### TASK GOAL
Your answer should be a single number: the count of lines in the records below containing the word "static".

### INPUT MATERIAL
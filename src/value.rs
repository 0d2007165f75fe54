//! The generic value tree produced by the tokenizer.

use indexmap::IndexMap;

/// An insertion-ordered JSON object. Duplicate keys are not retained: the last write wins.
pub type Object = IndexMap<String, Value>;

#[derive(Debug, Clone, PartialEq, Default)]
pub enum Value {
    #[default]
    Null,
    Bool(bool),
    Integer(i64),
    Float(f64),
    String(String),
    Array(Vec<Value>),
    Object(Object),
}

impl Value {
    pub fn kind_desc(&self) -> &'static str {
        match self {
            Value::Null => "null",
            Value::Bool(_) => "bool",
            Value::Integer(_) => "integer",
            Value::Float(_) => "float",
            Value::String(_) => "string",
            Value::Array(_) => "array",
            Value::Object(_) => "object",
        }
    }

    pub fn is_null(&self) -> bool {
        matches!(self, Value::Null)
    }

    pub fn as_bool(&self) -> Option<bool> {
        match self {
            Value::Bool(b) => Some(*b),
            _ => None,
        }
    }

    pub fn as_i64(&self) -> Option<i64> {
        match self {
            Value::Integer(i) => Some(*i),
            _ => None,
        }
    }

    /// Integers widen to `f64`.
    pub fn as_f64(&self) -> Option<f64> {
        match self {
            Value::Integer(i) => Some(*i as f64),
            Value::Float(f) => Some(*f),
            _ => None,
        }
    }

    pub fn as_str(&self) -> Option<&str> {
        match self {
            Value::String(s) => Some(s),
            _ => None,
        }
    }

    pub fn as_array(&self) -> Option<&[Value]> {
        match self {
            Value::Array(a) => Some(a),
            _ => None,
        }
    }

    pub fn as_object(&self) -> Option<&Object> {
        match self {
            Value::Object(o) => Some(o),
            _ => None,
        }
    }

    /// Member lookup on an object; `None` for every other kind.
    pub fn get(&self, key: &str) -> Option<&Value> {
        self.as_object().and_then(|o| o.get(key))
    }

    /// Scalars rendered the way they would appear as a bare token. Used by coercions that go
    /// through a textual representation.
    pub fn scalar_text(&self) -> Option<String> {
        match self {
            Value::Bool(b) => Some(b.to_string()),
            Value::Integer(i) => Some(i.to_string()),
            Value::Float(f) => Some(f.to_string()),
            Value::String(s) => Some(s.clone()),
            Value::Null | Value::Array(_) | Value::Object(_) => None,
        }
    }
}

impl From<bool> for Value {
    fn from(b: bool) -> Self {
        Value::Bool(b)
    }
}

impl From<i64> for Value {
    fn from(i: i64) -> Self {
        Value::Integer(i)
    }
}

impl From<i32> for Value {
    fn from(i: i32) -> Self {
        Value::Integer(i64::from(i))
    }
}

impl From<f64> for Value {
    fn from(f: f64) -> Self {
        Value::Float(f)
    }
}

impl From<&str> for Value {
    fn from(s: &str) -> Self {
        Value::String(s.to_string())
    }
}

impl From<String> for Value {
    fn from(s: String) -> Self {
        Value::String(s)
    }
}

impl<T: Into<Value>> From<Vec<T>> for Value {
    fn from(v: Vec<T>) -> Self {
        Value::Array(v.into_iter().map(Into::into).collect())
    }
}

impl From<Object> for Value {
    fn from(o: Object) -> Self {
        Value::Object(o)
    }
}

impl<K: Into<String>, V: Into<Value>> FromIterator<(K, V)> for Value {
    fn from_iter<I: IntoIterator<Item = (K, V)>>(iter: I) -> Self {
        Value::Object(iter.into_iter().map(|(k, v)| (k.into(), v.into())).collect())
    }
}
//! Where written text goes.

use std::fmt;
use std::io;

use crate::error::{Error, Result};

pub trait Sink {
    fn emit(&mut self, text: &str) -> Result<()>;

    fn emit_char(&mut self, c: char) -> Result<()> {
        self.emit(c.encode_utf8(&mut [0u8; 4]))
    }
}

impl Sink for String {
    fn emit(&mut self, text: &str) -> Result<()> {
        self.push_str(text);
        Ok(())
    }
}

/// A byte sink. Text is written as UTF-8.
#[derive(Debug)]
pub struct IoSink<W> {
    inner: W,
}

impl<W: io::Write> IoSink<W> {
    pub fn new(inner: W) -> Self {
        IoSink { inner }
    }

    pub fn flush(&mut self) -> Result<()> {
        self.inner.flush()?;
        Ok(())
    }

    pub fn into_inner(self) -> W {
        self.inner
    }
}

impl<W: io::Write> Sink for IoSink<W> {
    fn emit(&mut self, text: &str) -> Result<()> {
        self.inner.write_all(text.as_bytes())?;
        Ok(())
    }
}

/// A text sink such as a `fmt::Formatter`.
#[derive(Debug)]
pub struct FmtSink<W> {
    inner: W,
}

impl<W: fmt::Write> FmtSink<W> {
    pub fn new(inner: W) -> Self {
        FmtSink { inner }
    }

    pub fn into_inner(self) -> W {
        self.inner
    }
}

impl<W: fmt::Write> Sink for FmtSink<W> {
    fn emit(&mut self, text: &str) -> Result<()> {
        self.inner
            .write_str(text)
            .map_err(|_| Error::Io(io::Error::other("text sink rejected the output")))
    }
}
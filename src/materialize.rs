//! Turning a parsed mapping into a typed instance.
//!
//! The concrete type is resolved, in order, from an instance factory registered under the
//! caller's hint, an instance factory registered under the discriminator, the type catalog (or
//! an adapter) by discriminator, and finally the type catalog by hint. When none of these
//! resolves, [`materialize`] hands back the raw mapping as a [`Value::Object`].
//!
//! [`materialize_tree`] applies the same resolution to every object of a parsed tree that
//! carries the discriminator, however deeply it is nested.
//!
//! Once an instance exists, its writable properties are filled from the mapping. A member
//! that fails to coerce aborts the whole call, so a partially filled instance is never
//! returned.

use indexmap::IndexMap;
use tracing::*;

use crate::coerce::Coerce;
use crate::error::{Error, Result};
use crate::groups::Groups;
use crate::jsonable::Jsonable;
use crate::registry;
use crate::schema::DateSpec;
use crate::settings::Settings;
use crate::value::{Object, Value};

/// What a read or write consults besides the value itself.
#[derive(Debug, Clone, Copy)]
pub struct Context<'a> {
    pub settings: &'a Settings,
    pub groups: &'a Groups,
    /// The date format of the member being handled, if it declared one.
    pub date: Option<&'a DateSpec>,
}

impl<'a> Context<'a> {
    pub fn new(settings: &'a Settings, groups: &'a Groups) -> Self {
        Context {
            settings,
            groups,
            date: None,
        }
    }

    pub fn with_date<'b>(&self, date: Option<&'b DateSpec>) -> Context<'b>
    where
        'a: 'b,
    {
        Context {
            settings: self.settings,
            groups: self.groups,
            date,
        }
    }
}

/// Types that can be built from a mapping and are known by a name.
pub trait Materialize: Jsonable + Sized {
    /// Written as the discriminator and resolved through the type catalog.
    const NAME: &'static str;

    fn materialize(mapping: &Object, cx: &Context<'_>) -> Result<Self>;
}

/// Build a typed instance for `mapping`, or give back the mapping itself when no type
/// resolves. Coercion and accessor failures still surface.
pub fn materialize(
    mapping: &Object,
    hint: Option<&str>,
    cx: &Context<'_>,
) -> Result<Box<dyn Jsonable>> {
    match materialize_strict(mapping, hint, cx) {
        Err(Error::Unresolved { type_name }) => {
            debug!(%type_name, "no type resolved, keeping the raw mapping");
            Ok(Box::new(Value::Object(mapping.clone())))
        }
        other => other,
    }
}

/// Like [`materialize`], but fails with [`Error::Unresolved`] instead of degrading.
pub fn materialize_strict(
    mapping: &Object,
    hint: Option<&str>,
    cx: &Context<'_>,
) -> Result<Box<dyn Jsonable>> {
    let discriminator = mapping
        .get(cx.settings.discriminator_key())
        .and_then(Value::as_str);
    // Dates are member-scoped; the members of this instance declare their own.
    let cx = cx.with_date(None);

    for name in hint.into_iter().chain(discriminator) {
        let Some(factory) = cx.settings.factory(name) else {
            continue;
        };
        if let Some(mut instance) = factory(mapping) {
            trace!(name, "instance from factory");
            fill(&mut *instance, mapping, &cx)?;
            return Ok(instance);
        }
    }

    for name in discriminator.into_iter().chain(hint) {
        if let Some(entry) = registry::lookup(name) {
            trace!(name, "instance from type catalog");
            return entry.materialize(mapping, &cx);
        }
        if let Some(adapter) = cx.settings.adapter_named(name) {
            trace!(name, "instance from adapter");
            let mut instance = adapter.create();
            fill(&mut *instance, mapping, &cx)?;
            return Ok(instance);
        }
    }

    Err(Error::Unresolved {
        type_name: discriminator.or(hint).unwrap_or("<none>").to_string(),
    })
}

/// Fill the writable properties of `target` admitted by the requested groups from `mapping`.
/// Absent and `null` members are left untouched. Types without properties are filled through
/// [`Jsonable::fill_members`].
pub fn fill(target: &mut dyn Jsonable, mapping: &Object, cx: &Context<'_>) -> Result<()> {
    let properties = registry::properties_of(&*target, cx.settings);
    if properties.is_empty() {
        return target.fill_members(mapping, cx);
    }

    for property in &properties {
        if !property.can_write() || !cx.groups.admits(property.groups()) {
            continue;
        }
        let Some(raw) = mapping.get(property.name()) else {
            continue;
        };
        if raw.is_null() {
            continue;
        }
        property
            .write(target.as_any_mut(), raw, &cx.with_date(property.date()))
            .map_err(|e| e.at(property.name()))?;
    }
    Ok(())
}

/// Materialize `mapping` as a `T`, using `T` as the hint. Fails with
/// [`Error::TypeMismatch`] when the mapping names another registered type.
pub fn typed<T: Materialize>(mapping: &Object, cx: &Context<'_>) -> Result<T> {
    registry::register::<T>();
    let instance = materialize_strict(mapping, Some(T::NAME), cx)?;
    let found = instance.type_name();
    instance.downcast::<T>().ok_or_else(|| Error::TypeMismatch {
        expected: T::NAME,
        found: found.to_string(),
    })
}

/// [`Coerce`] for object-shaped types.
pub fn coerce_object<T: Materialize>(raw: &Value, cx: &Context<'_>) -> Result<T> {
    match raw {
        Value::Object(mapping) => typed::<T>(mapping, cx),
        other => Err(Error::coercion(T::NAME, other)),
    }
}

/// Whether `raw` holds an object carrying the discriminator `key`, at any depth.
fn names_a_type(raw: &Value, key: &str) -> bool {
    match raw {
        Value::Object(mapping) => {
            mapping.contains_key(key) || mapping.values().any(|member| names_a_type(member, key))
        }
        Value::Array(items) => items.iter().any(|item| names_a_type(item, key)),
        _ => false,
    }
}

/// Materialize every object of `raw` that carries the discriminator, at any depth.
///
/// A subtree without such objects is kept as a generic [`Value`]. Containers above a
/// materialized instance become `Vec<Box<dyn Jsonable>>` and
/// `IndexMap<String, Box<dyn Jsonable>>`, so the instance is reachable by downcasting. An
/// object whose discriminator resolves to no type is treated as such a container.
pub fn materialize_tree(raw: &Value, cx: &Context<'_>) -> Result<Box<dyn Jsonable>> {
    let key = cx.settings.discriminator_key();
    if !names_a_type(raw, key) {
        return Ok(Box::new(raw.clone()));
    }

    match raw {
        Value::Object(mapping) => {
            if mapping.contains_key(key) {
                match materialize_strict(mapping, None, cx) {
                    Err(Error::Unresolved { type_name }) => {
                        debug!(%type_name, "no type resolved, keeping the mapping");
                    }
                    other => return other,
                }
                if !mapping.values().any(|member| names_a_type(member, key)) {
                    return Ok(Box::new(raw.clone()));
                }
            }
            let members = mapping
                .iter()
                .map(|(name, member)| {
                    materialize_tree(member, cx)
                        .map(|member| (name.clone(), member))
                        .map_err(|e| e.at(name))
                })
                .collect::<Result<IndexMap<String, Box<dyn Jsonable>>>>()?;
            Ok(Box::new(members))
        }
        Value::Array(items) => {
            let items = items
                .iter()
                .enumerate()
                .map(|(i, item)| materialize_tree(item, cx).map_err(|e| e.at(&format!("[{i}]"))))
                .collect::<Result<Vec<Box<dyn Jsonable>>>>()?;
            Ok(Box::new(items))
        }
        other => Ok(Box::new(other.clone())),
    }
}

/// Untyped members are materialized through [`materialize_tree`].
impl Coerce for Box<dyn Jsonable> {
    fn coerce(raw: &Value, cx: &Context<'_>) -> Result<Self> {
        materialize_tree(raw, cx)
    }
}

#[cfg(test)]
mod tests {
    use super::*;
    use crate::parser::parse;

    fn mapping(src: &str) -> Object {
        match parse(src).unwrap() {
            Value::Object(mapping) => mapping,
            other => panic!("not an object: {other:?}"),
        }
    }

    #[test]
    fn test_unknown_discriminator_degrades_to_the_mapping() {
        let settings = Settings::default();
        let groups = Groups::none();
        let cx = Context::new(&settings, &groups);
        let raw = mapping(r#"{"a": 1, "class": "NoSuchType"}"#);

        let instance = materialize(&raw, None, &cx).unwrap();
        assert_eq!(instance.downcast_ref::<Value>(), Some(&Value::Object(raw.clone())));

        let err = materialize_strict(&raw, None, &cx).unwrap_err();
        assert!(matches!(err, Error::Unresolved { type_name } if type_name == "NoSuchType"));
    }

    #[test]
    fn test_boxed_primitive_keeps_its_width() {
        let settings = Settings::default();
        let groups = Groups::none();
        let cx = Context::new(&settings, &groups);

        let instance = materialize(&mapping(r#"{"value": 1, "class": "i32"}"#), None, &cx).unwrap();
        assert_eq!(instance.downcast_ref::<i32>(), Some(&1));

        let err = materialize(&mapping(r#"{"value": 300, "class": "u8"}"#), None, &cx).unwrap_err();
        assert!(matches!(err, Error::Coercion { expected: "u8", .. }), "{err}");
    }

    #[test]
    fn test_factory_wins_over_the_catalog() {
        let mut settings = Settings::default();
        settings.register_factory("i32", |_| Some(Box::new(String::from("from factory"))));
        let groups = Groups::none();
        let cx = Context::new(&settings, &groups);

        let instance = materialize(&mapping(r#"{"value": 1, "class": "i32"}"#), None, &cx).unwrap();
        assert_eq!(
            instance.downcast_ref::<String>().map(String::as_str),
            Some("from factory")
        );
    }

    #[test]
    fn test_untyped_arrays_materialize_their_elements() {
        let settings = Settings::default();
        let groups = Groups::none();
        let cx = Context::new(&settings, &groups);
        let raw = parse(r#"[{"value": 2, "class": "u8"}, "x", {"a": 1}]"#).unwrap();

        let instance = <Box<dyn Jsonable>>::coerce(&raw, &cx).unwrap();
        let elements = instance.downcast_ref::<Vec<Box<dyn Jsonable>>>().unwrap();
        assert_eq!(elements[0].downcast_ref::<u8>(), Some(&2));
        assert_eq!(elements[1].downcast_ref::<Value>(), Some(&Value::from("x")));
        assert!(elements[2].is::<Value>());
    }

    #[test]
    fn test_nested_discriminated_objects_materialize() {
        let settings = Settings::default();
        let groups = Groups::none();
        let cx = Context::new(&settings, &groups);

        let raw = parse(r#"{"a": {"value": 1, "class": "i32"}, "b": [1, 2]}"#).unwrap();
        let instance = materialize_tree(&raw, &cx).unwrap();
        let members = instance
            .downcast_ref::<IndexMap<String, Box<dyn Jsonable>>>()
            .unwrap();
        assert_eq!(members["a"].downcast_ref::<i32>(), Some(&1));
        assert_eq!(members["b"].downcast_ref::<Value>(), Some(&Value::from(vec![1, 2])));

        // An unknown type keeps its own members but still resolves the ones below it.
        let raw = parse(r#"{"class": "NoSuchType", "inner": [{"value": 3, "class": "i64"}]}"#)
            .unwrap();
        let instance = materialize_tree(&raw, &cx).unwrap();
        let members = instance
            .downcast_ref::<IndexMap<String, Box<dyn Jsonable>>>()
            .unwrap();
        assert_eq!(members["class"].downcast_ref::<Value>(), Some(&Value::from("NoSuchType")));
        let inner = members["inner"]
            .downcast_ref::<Vec<Box<dyn Jsonable>>>()
            .unwrap();
        assert_eq!(inner[0].downcast_ref::<i64>(), Some(&3));

        let err = materialize_tree(&parse(r#"[[{"value": 300, "class": "u8"}]]"#).unwrap(), &cx)
            .unwrap_err();
        assert!(err.to_string().ends_with("at `[0][0]`"), "{err}");
    }

    #[test]
    fn test_typed_rejects_another_registered_type() {
        let settings = Settings::default();
        let groups = Groups::none();
        let cx = Context::new(&settings, &groups);

        assert_eq!(typed::<i64>(&mapping(r#"{"value": 5}"#), &cx).unwrap(), 5);
        let err = typed::<i64>(&mapping(r#"{"value": 5, "class": "i32"}"#), &cx).unwrap_err();
        assert!(matches!(err, Error::TypeMismatch { expected: "i64", found } if found == "i32"));
    }
}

### SOLUTION FOR THIS TASK
2